//! HTTP API: registration, rates, conversion, history.
//!
//! Mirrors the bot's functionality for non-Telegram clients. Errors use a
//! uniform envelope: `{"error": {"code": "...", "message": "..."}}`.

use axum::{
    extract::{Path, Query, State},
    http::StatusCode,
    response::{IntoResponse, Json, Response},
    routing::{get, post},
    Router,
};
use bigdecimal::BigDecimal;
use serde::Deserialize;
use serde_json::json;
use std::net::SocketAddr;
use std::sync::Arc;
use tokio::net::TcpListener;

use crate::convert;
use crate::core::{config, metrics};
use crate::email::{self, Mailer};
use crate::rates::RateCache;
use crate::storage::db::{self, DbConnection, DbPool, VerificationOutcome};

/// Shared state for the web server.
#[derive(Clone)]
pub struct WebState {
    pub db: Arc<DbPool>,
    pub rates: Arc<RateCache>,
    pub mailer: Mailer,
}

#[derive(Deserialize)]
struct CreateUserRequest {
    id: i64,
    username: Option<String>,
    email: String,
}

#[derive(Deserialize)]
struct VerifyRequest {
    code: String,
}

#[derive(Deserialize)]
struct ConvertRequest {
    user_id: i64,
    from: String,
    to: String,
    amount: BigDecimal,
}

#[derive(Deserialize, Default)]
struct PageQuery {
    page: Option<usize>,
    per_page: Option<usize>,
}

impl PageQuery {
    fn page(&self) -> usize {
        self.page.unwrap_or(0)
    }

    fn per_page(&self) -> usize {
        self.per_page
            .unwrap_or(config::pagination::DEFAULT_PER_PAGE)
            .clamp(1, config::pagination::MAX_PER_PAGE)
    }
}

/// Builds the API router. Exposed separately so tests can drive it
/// without binding a socket.
pub fn create_router(state: WebState) -> Router {
    Router::new()
        .route("/api/users", post(create_user_handler))
        .route("/api/users/:id/verify", post(verify_handler))
        .route("/api/users/:id/history", get(history_handler))
        .route("/api/rates", get(rates_handler))
        .route("/api/rates/:code", get(rate_handler))
        .route("/api/convert", post(convert_handler))
        .route("/health", get(health_handler))
        .route("/metrics", get(metrics_handler))
        .with_state(state)
}

/// Start the HTTP API server.
pub async fn start_web_server(port: u16, state: WebState) -> Result<(), Box<dyn std::error::Error>> {
    let addr = SocketAddr::from(([0, 0, 0, 0], port));
    let app = create_router(state);

    log::info!("Starting web server on http://{}", addr);

    let listener = TcpListener::bind(&addr).await?;
    axum::serve(listener, app).await?;

    Ok(())
}

/// Uniform error envelope.
fn error_response(status: StatusCode, code: &str, message: impl Into<String>) -> Response {
    (
        status,
        Json(json!({"error": {"code": code, "message": message.into()}})),
    )
        .into_response()
}

fn db_error(e: impl std::fmt::Display) -> Response {
    log::error!("Database error: {}", e);
    error_response(StatusCode::INTERNAL_SERVER_ERROR, "internal", "database error")
}

fn connection(state: &WebState) -> Result<DbConnection, Response> {
    db::get_connection(&state.db).map_err(db_error)
}

/// POST /api/users — register (or re-register) a user with an email.
/// Sends a verification code to the address.
async fn create_user_handler(
    State(state): State<WebState>,
    Json(req): Json<CreateUserRequest>,
) -> Response {
    if !email::looks_like_email(&req.email) {
        return error_response(StatusCode::BAD_REQUEST, "invalid_email", "email address is malformed");
    }

    let code = email::generate_code();
    {
        let conn = match connection(&state) {
            Ok(c) => c,
            Err(r) => return r,
        };
        if let Err(e) = db::create_user(&conn, req.id, req.username.as_deref())
            .and_then(|_| db::set_user_email(&conn, req.id, req.email.trim()))
            .and_then(|_| db::save_verification_code(&conn, req.id, &code))
        {
            return db_error(e);
        }
    }

    if let Err(e) = state.mailer.send_verification_code(req.email.trim(), &code).await {
        log::error!("Failed to send verification code to {}: {}", req.email, e);
        return error_response(
            StatusCode::BAD_GATEWAY,
            "email_send_failed",
            "could not send the verification email",
        );
    }

    (
        StatusCode::CREATED,
        Json(json!({"id": req.id, "email": req.email.trim(), "verification": "sent"})),
    )
        .into_response()
}

/// POST /api/users/:id/verify — submit the emailed code.
async fn verify_handler(
    State(state): State<WebState>,
    Path(id): Path<i64>,
    Json(req): Json<VerifyRequest>,
) -> Response {
    let conn = match connection(&state) {
        Ok(c) => c,
        Err(r) => return r,
    };

    match db::check_verification_code(&conn, id, &req.code) {
        Ok(VerificationOutcome::Verified) => Json(json!({"verified": true})).into_response(),
        Ok(VerificationOutcome::WrongCode { remaining }) => error_response(
            StatusCode::BAD_REQUEST,
            "wrong_code",
            format!("wrong code, {} attempts left", remaining),
        ),
        Ok(VerificationOutcome::Expired) => error_response(
            StatusCode::GONE,
            "code_expired",
            "the code expired or ran out of attempts, request a new one",
        ),
        Ok(VerificationOutcome::NotFound) => error_response(
            StatusCode::NOT_FOUND,
            "no_pending_code",
            "no pending verification code for this user",
        ),
        Err(e) => db_error(e),
    }
}

/// GET /api/rates — paginated currency list.
async fn rates_handler(State(state): State<WebState>, Query(query): Query<PageQuery>) -> Response {
    let table = match state.rates.get_or_refresh().await {
        Ok(t) => t,
        Err(e) => {
            log::error!("Failed to get rate table: {}", e);
            return error_response(
                StatusCode::SERVICE_UNAVAILABLE,
                "rates_unavailable",
                "rate table is not available",
            );
        }
    };

    let (items, current, total_pages) = table.page(query.page(), query.per_page());
    let currencies: Vec<_> = items
        .iter()
        .map(|c| {
            json!({
                "char_code": c.char_code,
                "name": c.name,
                "nominal": c.nominal,
                "value": c.value.to_string(),
            })
        })
        .collect();

    Json(json!({
        "date": table.date.to_string(),
        "page": current,
        "total_pages": total_pages,
        "total": table.len(),
        "currencies": currencies,
    }))
    .into_response()
}

/// GET /api/rates/:code — one currency.
async fn rate_handler(State(state): State<WebState>, Path(code): Path<String>) -> Response {
    let table = match state.rates.get_or_refresh().await {
        Ok(t) => t,
        Err(e) => {
            log::error!("Failed to get rate table: {}", e);
            return error_response(
                StatusCode::SERVICE_UNAVAILABLE,
                "rates_unavailable",
                "rate table is not available",
            );
        }
    };

    match table.get(&code) {
        Some(c) => Json(json!({
            "date": table.date.to_string(),
            "char_code": c.char_code,
            "name": c.name,
            "nominal": c.nominal,
            "value": c.value.to_string(),
            "per_unit": c.per_unit().with_scale_round(4, bigdecimal::RoundingMode::HalfUp).to_string(),
        }))
        .into_response(),
        None => error_response(
            StatusCode::NOT_FOUND,
            "unknown_currency",
            format!("unknown currency {}", code.trim().to_uppercase()),
        ),
    }
}

/// POST /api/convert — convert an amount for a verified user.
async fn convert_handler(
    State(state): State<WebState>,
    Json(req): Json<ConvertRequest>,
) -> Response {
    {
        let conn = match connection(&state) {
            Ok(c) => c,
            Err(r) => return r,
        };
        match db::get_user(&conn, req.user_id) {
            Ok(Some(user)) if user.is_verified() => {}
            Ok(Some(_)) => {
                return error_response(
                    StatusCode::FORBIDDEN,
                    "email_not_verified",
                    "verify your email before converting",
                )
            }
            Ok(None) => {
                return error_response(StatusCode::NOT_FOUND, "unknown_user", "user is not registered")
            }
            Err(e) => return db_error(e),
        }
    }

    let table = match state.rates.get_or_refresh().await {
        Ok(t) => t,
        Err(e) => {
            log::error!("Failed to get rate table: {}", e);
            return error_response(
                StatusCode::SERVICE_UNAVAILABLE,
                "rates_unavailable",
                "rate table is not available",
            );
        }
    };

    let conversion = match convert::convert(
        &table,
        &req.from,
        &req.to,
        &req.amount,
        &convert::commission_percent(),
    ) {
        Ok(c) => c,
        Err(crate::core::error::AppError::UnknownCurrency(code)) => {
            return error_response(
                StatusCode::NOT_FOUND,
                "unknown_currency",
                format!("unknown currency {}", code),
            )
        }
        Err(e) => {
            return error_response(StatusCode::BAD_REQUEST, "invalid_request", e.to_string())
        }
    };

    {
        let conn = match connection(&state) {
            Ok(c) => c,
            Err(r) => return r,
        };
        if let Err(e) = db::save_conversion(
            &conn,
            req.user_id,
            &conversion.from,
            &conversion.to,
            &conversion.amount.to_string(),
            &conversion.rate.to_string(),
            &conversion.fee.to_string(),
            &conversion.result.to_string(),
        ) {
            return db_error(e);
        }
    }
    metrics::CONVERSIONS_TOTAL.inc();

    Json(json!({
        "from": conversion.from,
        "to": conversion.to,
        "amount": conversion.amount.to_string(),
        "rate": conversion.rate.to_string(),
        "gross": conversion.gross.to_string(),
        "commission_percent": conversion.commission_percent.to_string(),
        "fee": conversion.fee.to_string(),
        "result": conversion.result.to_string(),
        "date": table.date.to_string(),
    }))
    .into_response()
}

/// GET /api/users/:id/history — paginated conversion history, newest first.
async fn history_handler(
    State(state): State<WebState>,
    Path(id): Path<i64>,
    Query(query): Query<PageQuery>,
) -> Response {
    let conn = match connection(&state) {
        Ok(c) => c,
        Err(r) => return r,
    };

    match db::get_user(&conn, id) {
        Ok(Some(_)) => {}
        Ok(None) => {
            return error_response(StatusCode::NOT_FOUND, "unknown_user", "user is not registered")
        }
        Err(e) => return db_error(e),
    }

    let per_page = query.per_page();
    let total = match db::count_conversions(&conn, id) {
        Ok(t) => t,
        Err(e) => return db_error(e),
    };
    // Clamp before computing the offset so an absurd page number cannot
    // overflow the multiply below.
    let total_pages = (total as usize).div_ceil(per_page).max(1);
    let page = query.page().min(total_pages - 1);
    let entries = match db::get_conversion_history(&conn, id, per_page as u32, (page * per_page) as u32)
    {
        Ok(e) => e,
        Err(e) => return db_error(e),
    };
    let stats = match db::get_user_stats(&conn, id) {
        Ok(s) => s,
        Err(e) => return db_error(e),
    };

    let conversions: Vec<_> = entries
        .iter()
        .map(|e| {
            json!({
                "id": e.id,
                "from": e.from_code,
                "to": e.to_code,
                "amount": e.amount,
                "rate": e.rate,
                "fee": e.fee,
                "result": e.result,
                "created_at": e.created_at,
            })
        })
        .collect();

    let by_source: Vec<_> = stats
        .iter()
        .map(|(code, count)| json!({"from": code, "count": count}))
        .collect();

    Json(json!({
        "page": page,
        "per_page": per_page,
        "total": total,
        "conversions": conversions,
        "by_source": by_source,
    }))
    .into_response()
}

/// GET /health — liveness probe.
async fn health_handler() -> Response {
    Json(json!({"status": "ok"})).into_response()
}

/// GET /metrics — Prometheus text exposition.
async fn metrics_handler() -> Response {
    (StatusCode::OK, metrics::gather()).into_response()
}
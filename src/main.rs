use anyhow::Result;
use chrono::NaiveDate;
use dotenvy::dotenv;
use std::sync::Arc;
use std::time::Duration;
use teloxide::prelude::*;
use tokio::signal;
use tokio::time::sleep;

use kursobot::cli::{Cli, Commands};
use kursobot::core::{config, init_logger, log_startup_configuration, metrics, rate_limiter::RateLimiter};
use kursobot::email::Mailer;
use kursobot::rates::{feed, RateCache};
use kursobot::storage::create_pool;
use kursobot::telegram::{create_bot, schema, setup_bot_commands, DialogueStore, HandlerDeps};
use kursobot::web::{start_web_server, WebState};

/// Main entry point: parses CLI arguments and dispatches to a subcommand.
#[tokio::main]
async fn main() -> Result<()> {
    let cli = Cli::parse_args();

    // Global panic handler: log panics from spawned tasks instead of
    // dying silently
    std::panic::set_hook(Box::new(|panic_info| {
        log::error!("Panic caught: {:?}", panic_info);
        if let Some(location) = panic_info.location() {
            log::error!("Panic at {}:{}:{}", location.file(), location.line(), location.column());
        }
    }));

    // Initialize logger (console + file)
    init_logger(&config::LOG_FILE_PATH)?;

    // Load environment variables from .env if present
    let _ = dotenv();

    match cli.command {
        Some(Commands::Run { webhook }) => {
            log::info!("Running bot (webhook: {})", webhook);
            run_bot(webhook).await
        }
        Some(Commands::FetchRates { date, verbose }) => run_fetch_rates(date, verbose).await,
        None => {
            log::info!("No command specified, running bot in default mode");
            run_bot(false).await
        }
    }
}

/// One-shot feed fetch; prints the table and exits.
async fn run_fetch_rates(date: Option<String>, verbose: bool) -> Result<()> {
    let date = match date {
        Some(raw) => Some(
            NaiveDate::parse_from_str(&raw, "%d.%m.%Y")
                .map_err(|e| anyhow::anyhow!("Invalid date {:?} (expected dd.mm.yyyy): {}", raw, e))?,
        ),
        None => None,
    };

    let table = feed::fetch_rate_table(&config::RATES_FEED_URL, date).await?;
    println!("Rate table for {} ({} currencies)", table.date, table.len());
    for currency in table.iter() {
        if verbose {
            println!(
                "{:<5} {:>12} / {:<6} (per unit: {})  {}",
                currency.char_code,
                currency.value.to_string(),
                currency.nominal,
                currency.per_unit().with_scale_round(6, bigdecimal::RoundingMode::HalfUp),
                currency.name
            );
        } else {
            println!(
                "{:<5} {:>12} / {:<6} {}",
                currency.char_code,
                currency.value.to_string(),
                currency.nominal,
                currency.name
            );
        }
    }
    Ok(())
}

/// Runs the bot, the HTTP API, and the background refresh tasks.
async fn run_bot(use_webhook: bool) -> Result<()> {
    log::info!("Starting bot...");

    // Initialize metrics registry
    metrics::init_metrics();

    // Log feed/SMTP configuration at startup
    log_startup_configuration();

    // Create bot instance
    let bot = create_bot()?;

    // Get bot information to check mentions.
    // Retry while the Bot API is still coming up.
    let bot_info = {
        let startup_max_retries = 60;
        let mut startup_retry = 0;
        loop {
            match bot.get_me().await {
                Ok(info) => break info,
                Err(e) => {
                    let err_str = e.to_string();
                    let is_retryable = err_str.contains("restart")
                        || err_str.contains("network")
                        || err_str.contains("connection")
                        || err_str.contains("timed out")
                        || err_str.contains("Connection refused");

                    startup_retry += 1;
                    if startup_retry >= startup_max_retries || !is_retryable {
                        return Err(anyhow::anyhow!(
                            "Failed to connect to Bot API after {} retries: {}",
                            startup_retry,
                            e
                        ));
                    }

                    log::warn!(
                        "Bot API not ready (attempt {}/{}): {}. Retrying in 5 seconds...",
                        startup_retry,
                        startup_max_retries,
                        err_str
                    );
                    sleep(Duration::from_secs(5)).await;
                }
            }
        }
    };
    let bot_username = bot_info.username.clone();
    let bot_id = bot_info.id;
    log::info!("Bot username: {:?}, Bot ID: {}", bot_username, bot_id);

    // Register the command list in the Telegram UI
    setup_bot_commands(&bot).await?;

    // Create database connection pool
    let db_pool = Arc::new(
        create_pool(&config::DATABASE_PATH)
            .map_err(|e| anyhow::anyhow!("Failed to create database pool: {}", e))?,
    );

    // Mailer (no-op mode when SMTP is not configured)
    let mailer = Mailer::from_config()?;

    // Rate cache: fill it now so the first user does not wait for a fetch,
    // then keep it fresh in the background
    let rates = Arc::new(RateCache::new(config::RATES_FEED_URL.clone()));
    match rates.refresh().await {
        Ok(table) => log::info!("Initial rate table loaded ({} currencies, {})", table.len(), table.date),
        Err(e) => log::warn!("Initial rates fetch failed: {}. Will retry in the background.", e),
    }
    Arc::clone(&rates).spawn_refresh_task(config::rates::refresh_interval());

    // Per-chat conversion cooldown with periodic cleanup of idle entries
    let rate_limiter = Arc::new(RateLimiter::new());
    Arc::clone(&rate_limiter).spawn_cleanup_task(Duration::from_secs(300));

    let dialogues = Arc::new(DialogueStore::new());

    // Start the HTTP API
    {
        let web_state = WebState {
            db: Arc::clone(&db_pool),
            rates: Arc::clone(&rates),
            mailer: mailer.clone(),
        };
        let web_port = *config::WEB_PORT;
        tokio::spawn(async move {
            if let Err(e) = start_web_server(web_port, web_state).await {
                log::error!("Web server error: {}", e);
            }
        });
    }

    // Create handler dependencies for the modular schema
    let handler_deps = HandlerDeps {
        db_pool: Arc::clone(&db_pool),
        rates: Arc::clone(&rates),
        rate_limiter: Arc::clone(&rate_limiter),
        mailer,
        dialogues,
        bot_username,
        bot_id,
    };

    // Create the dispatcher handler tree using the modular schema
    let handler = schema(handler_deps);

    let webhook_url = if use_webhook { config::WEBHOOK_URL.clone() } else { None };

    if let Some(url) = webhook_url {
        // Webhook mode
        log::info!("Starting bot in webhook mode at {}", url);

        // Delete existing webhook to ensure clean state
        let _ = bot.delete_webhook().await;
        bot.set_webhook(url::Url::parse(&url)?).await?;
        log::warn!("Webhook URL set to {}, but updates are still consumed via polling infrastructure.", url);
        log::warn!("Run without --webhook unless an update-receiving endpoint is deployed.");

        tokio::select! {
            _ = signal::ctrl_c() => {
                log::info!("Shutting down gracefully...");
                bot.delete_webhook().await?;
            },
        }
    } else {
        // Long polling mode (default)
        log::info!("Starting bot in long polling mode");

        let mut retry_count = 0;
        let max_retries = config::retry::MAX_DISPATCHER_RETRIES;

        // Run the dispatcher with retry logic
        loop {
            let bot_clone = bot.clone();
            let handler_clone = handler.clone();

            // Run the dispatcher in a separate task so a panic inside it
            // surfaces through the JoinHandle instead of killing the process
            let handle = tokio::spawn(async move {
                use teloxide::update_listeners::Polling;

                let listener = Polling::builder(bot_clone.clone()).drop_pending_updates().build();

                Dispatcher::builder(bot_clone, handler_clone)
                    .dependencies(DependencyMap::new())
                    .enable_ctrlc_handler()
                    .build()
                    .dispatch_with_listener(
                        listener,
                        LoggingErrorHandler::with_custom_text("An error from the update listener"),
                    )
                    .await
            });

            match handle.await {
                Ok(()) => {
                    log::info!("Dispatcher shutdown gracefully");
                    break;
                }
                Err(join_err) => {
                    if join_err.is_panic() {
                        log::error!("Dispatcher panicked: {}", join_err);

                        if retry_count < max_retries {
                            retry_count += 1;
                            log::info!(
                                "Retrying dispatcher connection after panic (attempt {}/{})...",
                                retry_count,
                                max_retries
                            );
                            exponential_backoff(retry_count).await;
                        } else {
                            log::error!("Max retries reached after panic. Exiting...");
                            break;
                        }
                    } else {
                        log::warn!("Dispatcher task was cancelled: {}", join_err);
                        break;
                    }
                }
            }

            if retry_count > 0 {
                sleep(config::retry::dispatcher_delay()).await;
            }
        }
    }

    Ok(())
}

/// Sleeps for base^retry_count seconds between dispatcher restarts.
async fn exponential_backoff(retry_count: u32) {
    let delay = config::retry::EXPONENTIAL_BACKOFF_BASE.saturating_pow(retry_count);
    log::info!("Waiting {}s before reconnecting...", delay);
    sleep(Duration::from_secs(delay)).await;
}
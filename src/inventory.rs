//! Discovery of the plugin directories of a WordPress site

use crate::error::{Result, SyncError};
use std::path::{Path, PathBuf};

pub const CONTENT_DIR: &str = "wp-content";
pub const PLUGINS_DIR: &str = "plugins";

/// Path of the plugins folder below a WordPress root
pub fn plugins_path(root: &Path) -> PathBuf {
    root.join(CONTENT_DIR).join(PLUGINS_DIR)
}

/// Verify that `root` looks like a WordPress site.
///
/// Nothing may be touched when this fails.
pub fn check_layout(root: &Path) -> Result<()> {
    let content = root.join(CONTENT_DIR);
    if !content.is_dir() {
        return Err(SyncError::not_found(format!("folder {CONTENT_DIR}"), content));
    }

    let plugins = plugins_path(root);
    if !plugins.is_dir() {
        return Err(SyncError::not_found(
            format!("folder {CONTENT_DIR}/{PLUGINS_DIR}"),
            plugins,
        ));
    }

    Ok(())
}

/// List plugin names, one per directory in `wp-content/plugins`.
///
/// Files are skipped. Order follows the directory listing.
pub fn list_plugins(root: &Path) -> Result<Vec<String>> {
    let dir = plugins_path(root);
    let mut plugins = Vec::new();

    for entry in std::fs::read_dir(&dir).map_err(|e| SyncError::io(&dir, e))? {
        let entry = entry.map_err(|e| SyncError::io(&dir, e))?;
        let file_type = entry
            .file_type()
            .map_err(|e| SyncError::io(entry.path(), e))?;

        if !file_type.is_dir() {
            continue;
        }

        match entry.file_name().into_string() {
            Ok(name) => plugins.push(name),
            Err(raw) => {
                tracing::warn!("Skipping plugin directory with non UTF-8 name: {raw:?}");
            }
        }
    }

    tracing::debug!("Found {} plugin directories in {}", plugins.len(), dir.display());
    Ok(plugins)
}
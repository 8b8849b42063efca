//! The sync run: inventory, manifest, issues, pull request

use std::path::{Path, PathBuf};

use tracing::info;
use uuid::Uuid;

use crate::error::Result;
use crate::github::HostingApi;
use crate::inventory;
use crate::issues::IssueFiler;
use crate::manifest::{BuildMode, BuildOutcome, ManifestBuilder, store};
use crate::models::Settings;
use crate::publish::{DelayPolicy, PublishPlan, PublishReport, Publisher, WorkingTree};
use crate::registry::PluginProbe;

/// Result of building the manifest for a site, before anything is written
#[derive(Debug, Clone)]
pub struct ManifestRun {
    pub mode: BuildMode,
    pub outcome: BuildOutcome,
}

/// Check the layout, take the inventory and create or update the manifest.
///
/// Updates when `root/composer.json` exists, otherwise generates one for
/// the project `name`.
pub async fn build_manifest(
    root: &Path,
    name: &str,
    settings: &Settings,
    probe: &dyn PluginProbe,
) -> Result<ManifestRun> {
    info!("Checking if is WordPress repo");
    inventory::check_layout(root)?;

    let plugins = inventory::list_plugins(root)?;
    let builder = ManifestBuilder::new(probe, settings);

    let run = if store::exists(root) {
        info!("Updating composer file");
        let existing = store::load(root)?;
        ManifestRun {
            mode: BuildMode::Update,
            outcome: builder.update(existing, &plugins).await,
        }
    } else {
        info!("Generating composer file");
        ManifestRun {
            mode: BuildMode::Generate,
            outcome: builder.generate(name, &plugins).await,
        }
    };

    Ok(run)
}

/// The hosted side of a run
pub struct Remote<'a> {
    pub api: &'a dyn HostingApi,
    /// Second identity; when present the pull request is approved and merged
    pub approver: Option<&'a dyn HostingApi>,
    pub base_branch: String,
}

#[derive(Debug, Clone)]
pub struct RunSummary {
    pub mode: BuildMode,
    pub manifest_path: PathBuf,
    pub failed: Vec<String>,
    pub issues_created: Vec<String>,
    /// `None` when the manifest did not change
    pub publish: Option<PublishReport>,
}

pub struct Orchestrator<'a> {
    root: &'a Path,
    name: &'a str,
    settings: &'a Settings,
    probe: &'a dyn PluginProbe,
    delays: DelayPolicy,
}

impl<'a> Orchestrator<'a> {
    pub fn new(
        root: &'a Path,
        name: &'a str,
        settings: &'a Settings,
        probe: &'a dyn PluginProbe,
    ) -> Self {
        Self {
            root,
            name,
            settings,
            probe,
            delays: settings.publish.delays.into(),
        }
    }

    pub fn with_delays(mut self, delays: DelayPolicy) -> Self {
        self.delays = delays;
        self
    }

    pub async fn run(&self, tree: &dyn WorkingTree, remote: &Remote<'_>) -> Result<RunSummary> {
        let ManifestRun { mode, outcome } =
            build_manifest(self.root, self.name, self.settings, self.probe).await?;

        info!("Creating issues for missing plugins");
        let filer = IssueFiler::new(&self.settings.issues)?;
        let issues_created = filer.file(remote.api, &outcome.failed).await?;

        info!("Writing new Composer file to repo");
        let manifest_path = store::store(self.root, &outcome.manifest)?;

        let publish = if tree.has_changes().await? {
            info!("Creating branch");
            let plan = PublishPlan {
                branch: format!("{}/{}", self.settings.publish.branch_prefix, Uuid::new_v4()),
                base: remote.base_branch.clone(),
                message: self.settings.publish.commit_message.clone(),
            };

            let report = Publisher::new(tree, remote.api)
                .with_approver(remote.approver)
                .with_delays(self.delays)
                .publish(&plan)
                .await?;
            info!("Finished updating Composer file.");
            Some(report)
        } else {
            info!("No changes found. Finishing up.");
            None
        };

        Ok(RunSummary {
            mode,
            manifest_path,
            failed: outcome.failed,
            issues_created,
            publish,
        })
    }
}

----

TASK DESCRIPTION :: For each line of the material that includes the word "storage", make a copy.

COMPLETED TASK ::
use crate::storage::db::{self, DbConnection, DbPool, VerificationOutcome};
use kursobot::storage::create_pool;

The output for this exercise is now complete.